» **WHAT THE TASK ASKS**
Show the lines below that contain the string "anyhow".

[Collected data entries]
§
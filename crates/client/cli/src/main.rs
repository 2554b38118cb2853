//! Loads item content into a fresh host and prints the registered catalog.
mod config;
mod report;

use anyhow::{Context, Result};
use config::{CliConfig, OutputFormat};
use factory_content::{BaseMod, ContentFactory};
use factory_core::HostConfig;
use factory_runtime::ModHost;
use report::CatalogReport;

fn main() -> Result<()> {
    // Load .env file if it exists (silently ignore if not found)
    let _ = dotenvy::dotenv();

    tracing_subscriber::fmt()
        .with_env_filter(
            tracing_subscriber::EnvFilter::from_default_env()
                .add_directive(tracing::Level::INFO.into()),
        )
        .with_writer(std::io::stderr)
        .init();

    let config = CliConfig::from_env();
    let mut host = build_host(&config)?;

    host.load().context("failed to load mods")?;
    for _ in 0..config.ticks {
        host.tick()?;
    }

    let mods = host.mod_names().map(str::to_owned).collect();
    let report = CatalogReport::new(mods, host.ticks(), host.registry());
    match config.output {
        OutputFormat::Text => print!("{}", report.to_text()),
        OutputFormat::Json => println!("{}", report.to_json()?),
    }

    Ok(())
}

/// Base mod first, then every data mod the host config names.
fn build_host(config: &CliConfig) -> Result<ModHost> {
    let Some(data_dir) = &config.data_dir else {
        tracing::info!("no data directory, loading base mod only");
        return Ok(ModHost::from_config(&HostConfig::default()).with_mod(BaseMod::new()));
    };

    let factory = ContentFactory::new(data_dir);
    let host_config = factory.load_config_or_default()?;
    tracing::info!(
        data_dir = %data_dir.display(),
        data_mods = host_config.data_mods.len(),
        "content directory"
    );

    let mut host = ModHost::from_config(&host_config)
        .with_mod(BaseMod::with_validation(host_config.validate_locally));
    for name in &host_config.data_mods {
        let data = factory
            .load_mod(name)
            .with_context(|| format!("failed to read data mod {name}"))?
            .with_validation(host_config.validate_locally);
        host.add_mod(data);
    }

    Ok(host)
}
//! Printable summary of a loaded registry.
use factory_core::{Fuel, ItemId};
use factory_runtime::ItemRegistryImpl;
use serde::Serialize;

#[derive(Debug, Serialize)]
pub struct CatalogReport {
    pub mods: Vec<String>,
    pub ticks: u64,
    pub items: Vec<ItemRow>,
}

#[derive(Debug, Serialize)]
pub struct ItemRow {
    pub id: ItemId,
    pub name: String,
    pub parts: usize,
    pub minable: bool,
    #[serde(skip_serializing_if = "Option::is_none")]
    pub arm_v: Option<f32>,
    #[serde(skip_serializing_if = "Option::is_none")]
    pub fuel: Option<Fuel>,
}

impl CatalogReport {
    pub fn new(mods: Vec<String>, ticks: u64, registry: &ItemRegistryImpl) -> Self {
        let items = registry
            .iter()
            .map(|(id, def)| ItemRow {
                id,
                name: def.name.clone(),
                parts: def.parts.len(),
                minable: def.minable,
                arm_v: def.arm_v,
                fuel: def.fuel,
            })
            .collect();

        Self { mods, ticks, items }
    }

    pub fn to_json(&self) -> anyhow::Result<String> {
        Ok(serde_json::to_string_pretty(self)?)
    }

    pub fn to_text(&self) -> String {
        let mut out = format!(
            "mods: {}  ticks: {}  items: {}\n",
            self.mods.join(", "),
            self.ticks,
            self.items.len()
        );
        for row in &self.items {
            out.push_str(&format!("{:>4}  {:<14} parts={}", row.id.0, row.name, row.parts));
            if row.minable {
                out.push_str(" minable");
            }
            if let Some(arm_v) = row.arm_v {
                out.push_str(&format!(" armV={arm_v}"));
            }
            if let Some(fuel) = row.fuel {
                out.push_str(&format!(" fuel={}:{}", fuel.kind, fuel.energy));
            }
            out.push('\n');
        }
        out
    }
}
§
» **SOLUTION TO THIS PROBLEM**
use anyhow::{Context, Result};
    pub fn to_json(&self) -> anyhow::Result<String> {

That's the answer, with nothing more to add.